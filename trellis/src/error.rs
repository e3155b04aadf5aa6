// Copyright 2025 the Trellis Authors
// SPDX-License-Identifier: Apache-2.0 OR MIT

//! Error types for the GUI session.

use trellis_tree::TreeError;

/// Errors raised by [`System`](crate::System) operations.
#[derive(Debug, thiserror::Error)]
pub enum SystemError {
    /// A permanent system widget could not be created during reset.
    #[error("couldn't create the `{widget}` system widget")]
    Construction {
        /// Name of the widget that failed.
        widget: &'static str,
        /// Underlying tree failure.
        #[source]
        source: TreeError,
    },

    /// A tree operation was rejected.
    #[error(transparent)]
    Tree(#[from] TreeError),
}

/// Result type for session operations.
pub type Result<T> = core::result::Result<T, SystemError>;

/// Failure reported by a [`WidgetFactory`](crate::host::WidgetFactory).
#[derive(Debug, thiserror::Error)]
pub enum LoadError {
    /// No layout exists at the path.
    #[error("layout `{0}` not found")]
    NotFound(String),

    /// The layout exists but could not be understood.
    #[error("malformed layout `{path}`: {reason}")]
    Malformed {
        /// Path that was loaded.
        path: String,
        /// What went wrong.
        reason: String,
    },

    /// The layout names a widget kind the factory cannot build.
    #[error("unknown widget kind `{0}`")]
    UnknownKind(String),
}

What the task requires
What you return must be an exact retyping of the lines above starting at the line with "repository e3155b04aadf5aa6" and ending at the line with "widget that failed.", and nothing besides.

Task output
repository e3155b04aadf5aa6
// Copyright 2025 the Trellis Authors
// SPDX-License-Identifier: Apache-2.0 OR MIT

//! Error types for the GUI session.

use trellis_tree::TreeError;

/// Errors raised by [`System`](crate::System) operations.
#[derive(Debug, thiserror::Error)]
pub enum SystemError {
    /// A permanent system widget could not be created during reset.
    #[error("couldn't create the `{widget}` system widget")]
    Construction {
        /// Name of the widget that failed.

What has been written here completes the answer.